1H NMR configurational correlation for retro-inverso dipeptides: application to the determination of the absolute configuration of "enkephalinase" inhibitors. Relationships between stereochemistry and enzyme recognition.
Fournie-Zaluski,Lucas-Soroca,Devin,Roques
, p. 751 - 757 (2007/10/02)
A stereospecific synthesis of thiorphan [N-[2(RS)-(mercaptomethyl)-1-oxo-3-phenylpropyl]glycine] and retro-thiorphan [3-[[1(RS)-(mercaptomethyl)-2-phenylethyl]amino]-3-oxopropanoic acid], two highly potent inhibitors of enkephalinase, a neutral endopeptidase involved in enkephalin metabolism, is reported.
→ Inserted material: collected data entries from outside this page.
//! Presence lookup capability used by the `unique` and `exists` rules.
//!
//! The engine never talks to a data store itself; callers inject a
//! [`PresenceVerifier`]. [`InMemoryPresence`] covers embedding and tests, the
//! `db` crate provides the Postgres implementation.

use std::collections::{BTreeMap, HashMap};

use async_trait::async_trait;

/// Failure of an external check (presence lookup, URL probe, file inspection).
///
/// Never aborts a validation pass: the rule fails and the error is logged.
#[derive(Debug, thiserror::Error)]
pub enum LookupError {
    #[error("Presence backend error: {0}")]
    Backend(String),

    #[error("Lookup timed out after {elapsed_ms}ms")]
    Timeout { elapsed_ms: u64 },

    #[error("Invalid identifier: {0}")]
    InvalidIdentifier(String),

    #[error("No {0} configured")]
    Unavailable(&'static str),

    #[error("File inspection failed: {0}")]
    File(#[from] std::io::Error),
}

/// Rows to ignore when checking presence (`unique:table,column,except`).
#[derive(Debug, Clone, Copy, PartialEq, Eq)]
pub struct Exclusion<'a> {
    pub column: &'a str,
    pub value: &'a str,
}

/// "Is there a row in `table` whose `column` equals `value`?"
#[derive(Debug, Clone, Copy, PartialEq, Eq)]
pub struct PresenceQuery<'a> {
    pub table: &'a str,
    pub column: &'a str,
    pub value: &'a str,
    pub except: Option<Exclusion<'a>>,
}

/// Injected data-lookup capability.
#[async_trait]
pub trait PresenceVerifier: Send + Sync {
    /// Whether at least one matching row exists (excluding `query.except`).
    async fn exists(&self, query: &PresenceQuery<'_>) -> Result<bool, LookupError>;
}

/// Whether `name` is a safe SQL identifier: `[A-Za-z_][A-Za-z0-9_]*`,
/// optionally qualified once (`schema.table`).
pub fn is_valid_identifier(name: &str) -> bool {
    fn part(segment: &str) -> bool {
        let mut chars = segment.chars();
        matches!(chars.next(), Some(c) if c.is_ascii_alphabetic() || c == '_')
            && chars.all(|c| c.is_ascii_alphanumeric() || c == '_')
    }

    match name.split_once('.') {
        Some((schema, table)) => part(schema) && part(table),
        None => part(name),
    }
}

/// Table rows kept in memory, compared as strings.
#[derive(Debug, Clone, Default)]
pub struct InMemoryPresence {
    tables: HashMap<String, Vec<BTreeMap<String, String>>>,
}

impl InMemoryPresence {
    pub fn new() -> Self {
        Self::default()
    }

    /// Register an (initially empty) table.
    pub fn with_table(mut self, table: impl Into<String>) -> Self {
        self.tables.entry(table.into()).or_default();
        self
    }

    pub fn with_row<I, K, V>(mut self, table: impl Into<String>, row: I) -> Self
    where
        I: IntoIterator<Item = (K, V)>,
        K: Into<String>,
        V: Into<String>,
    {
        self.insert_row(table, row);
        self
    }

    pub fn insert_row<I, K, V>(&mut self, table: impl Into<String>, row: I)
    where
        I: IntoIterator<Item = (K, V)>,
        K: Into<String>,
        V: Into<String>,
    {
        let row = row
            .into_iter()
            .map(|(k, v)| (k.into(), v.into()))
            .collect();
        self.tables.entry(table.into()).or_default().push(row);
    }
}

#[async_trait]
impl PresenceVerifier for InMemoryPresence {
    async fn exists(&self, query: &PresenceQuery<'_>) -> Result<bool, LookupError> {
        let rows = self
            .tables
            .get(query.table)
            .ok_or_else(|| LookupError::Backend(format!("unknown table '{}'", query.table)))?;

        let excluded = |row: &BTreeMap<String, String>| {
            query
                .except
                .is_some_and(|ex| row.get(ex.column).is_some_and(|v| v == ex.value))
        };

        Ok(rows.iter().any(|row| {
            row.get(query.column).is_some_and(|v| v == query.value) && !excluded(row)
        }))
    }
}
//! Data validation engine.
//!
//! Provides input classification, rule parsing, a rule evaluator with
//! injected presence/URL capabilities, message formatting and the aggregated
//! validation result.

pub mod evaluator;
pub mod files;
pub mod formats;
pub mod input;
pub mod lookup;
pub mod messages;
pub mod network;
pub mod result;
pub mod rules;
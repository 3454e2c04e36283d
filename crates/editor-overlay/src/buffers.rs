//! Current text and reference snapshot per open file.
//!
//! The host pushes buffer edits and reference snapshots (e.g. the `HEAD` version of a file) into
//! the [`BufferTextStore`]; overlays read both sides and recompute the line diff on demand.

use crate::events::{EventBus, OverlayEvent};
use crate::line_diff::{LineDiffResult, LineDiffStrategy, line_count};
use parking_lot::RwLock;
use std::collections::HashMap;
use std::sync::Arc;

/// Both sides of a file at one point in time.
#[derive(Debug, Clone, PartialEq, Eq)]
pub struct BufferTexts {
    /// Current buffer text.
    pub current: Arc<str>,
    /// Reference snapshot, if the file is tracked.
    pub reference: Option<Arc<str>>,
}

/// Path-keyed store of [`BufferTexts`].
pub struct BufferTextStore {
    buffers: RwLock<HashMap<String, BufferTexts>>,
    bus: Arc<EventBus>,
}

impl std::fmt::Debug for BufferTextStore {
    fn fmt(&self, f: &mut std::fmt::Formatter<'_>) -> std::fmt::Result {
        f.debug_struct("BufferTextStore")
            .field("buffers", &self.buffers.read().len())
            .finish()
    }
}

impl BufferTextStore {
    /// Create an empty store publishing change events on `bus`.
    pub fn new(bus: Arc<EventBus>) -> Self {
        Self {
            buffers: RwLock::new(HashMap::new()),
            bus,
        }
    }

    /// Register (or overwrite) a file. Publishes nothing: the caller attaches overlays right
    /// after, and attach performs its own render pass.
    pub fn open(&self, path: &str, current: &str, reference: Option<&str>) {
        self.buffers.write().insert(
            path.to_string(),
            BufferTexts {
                current: Arc::from(current),
                reference: reference.map(Arc::from),
            },
        );
    }

    /// Forget a file. Returns `false` if it was not open.
    pub fn close(&self, path: &str) -> bool {
        self.buffers.write().remove(path).is_some()
    }

    /// `true` if `path` is open.
    pub fn contains(&self, path: &str) -> bool {
        self.buffers.read().contains_key(path)
    }

    /// Replace the current text of an open file.
    ///
    /// Publishes `BufferEdited` only if the text actually changed. Returns whether it did.
    pub fn set_current(&self, path: &str, text: &str) -> bool {
        {
            let mut buffers = self.buffers.write();
            let Some(entry) = buffers.get_mut(path) else {
                tracing::debug!(path, "edit for a buffer that is not open");
                return false;
            };
            if &*entry.current == text {
                return false;
            }
            entry.current = Arc::from(text);
        }
        self.bus.publish(&OverlayEvent::BufferEdited {
            path: path.to_string(),
        });
        true
    }

    /// Replace the reference snapshot of an open file (`None` for untracked files).
    pub fn set_reference(&self, path: &str, reference: Option<&str>) -> bool {
        {
            let mut buffers = self.buffers.write();
            let Some(entry) = buffers.get_mut(path) else {
                return false;
            };
            if entry.reference.as_deref() == reference {
                return false;
            }
            entry.reference = reference.map(Arc::from);
        }
        self.bus.publish(&OverlayEvent::ReferenceChanged {
            path: path.to_string(),
        });
        true
    }

    /// Snapshot of both sides of `path`.
    pub fn texts(&self, path: &str) -> Option<BufferTexts> {
        self.buffers.read().get(path).cloned()
    }

    /// Line count of the current text of `path`.
    pub fn line_count(&self, path: &str) -> Option<usize> {
        self.buffers
            .read()
            .get(path)
            .map(|entry| line_count(&entry.current))
    }

    /// Line diff of `path` (reference → current), recomputed on every call.
    ///
    /// `None` if the file is not open or has no reference snapshot.
    pub fn line_diff(&self, path: &str, strategy: LineDiffStrategy) -> Option<LineDiffResult> {
        let texts = self.texts(path)?;
        let reference = texts.reference?;
        Some(strategy.compute(&reference, &texts.current))
    }
}

#[cfg(test)]
mod tests {
    use super::*;
    use crate::events::EventTopic;
    use std::sync::atomic::{AtomicUsize, Ordering};

    #[test]
    fn test_set_current_publishes_only_on_change() {
        let bus = Arc::new(EventBus::new());
        let edits = Arc::new(AtomicUsize::new(0));
        let edits_clone = Arc::clone(&edits);
        bus.subscribe(EventTopic::BufferEdited, move |_| {
            edits_clone.fetch_add(1, Ordering::SeqCst);
        });

        let store = BufferTextStore::new(Arc::clone(&bus));
        store.open("/a.rs", "a\n", Some("a\n"));
        assert!(!store.set_current("/a.rs", "a\n"));
        assert!(store.set_current("/a.rs", "a\nb\n"));
        assert!(!store.set_current("/missing", "x"));
        assert_eq!(edits.load(Ordering::SeqCst), 1);
        assert_eq!(store.line_count("/a.rs"), Some(2));
    }

    #[test]
    fn test_line_diff_requires_reference() {
        let store = BufferTextStore::new(Arc::new(EventBus::new()));
        store.open("/a.rs", "a\nb\n", None);
        assert!(store.line_diff("/a.rs", LineDiffStrategy::Myers).is_none());

        store.set_reference("/a.rs", Some("a\n"));
        let diff = store.line_diff("/a.rs", LineDiffStrategy::Myers).unwrap();
        assert_eq!(diff.added_count, 1);
    }
}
Due to a rapid isomerization process, derivatives of retro-thiorphan, which contains a 2-substituted malonyl moiety, cannot be separated by classical methods. However, a separation of the diastereoisomeric mixtures of these retro-thiorphan derivatives was achieved by HPLC. The absolute configuration of each isomer was determined by using an NMR configurational correlation. The inhibitory potency of the various inhibitors indicates that, in the thiorphan series, the affinity for enkephalinase is independent of the stereochemistry of the 2-(mercaptomethyl)-1-oxo-3-phenylpropyl moiety. In contrast, in the retro-thiorphan series a 100-fold difference in the inhibitory activity of the two enantiomers is observed. This indicates that there are large differences in the conformational behavior of the two series of inhibitors at the active site of the enzyme.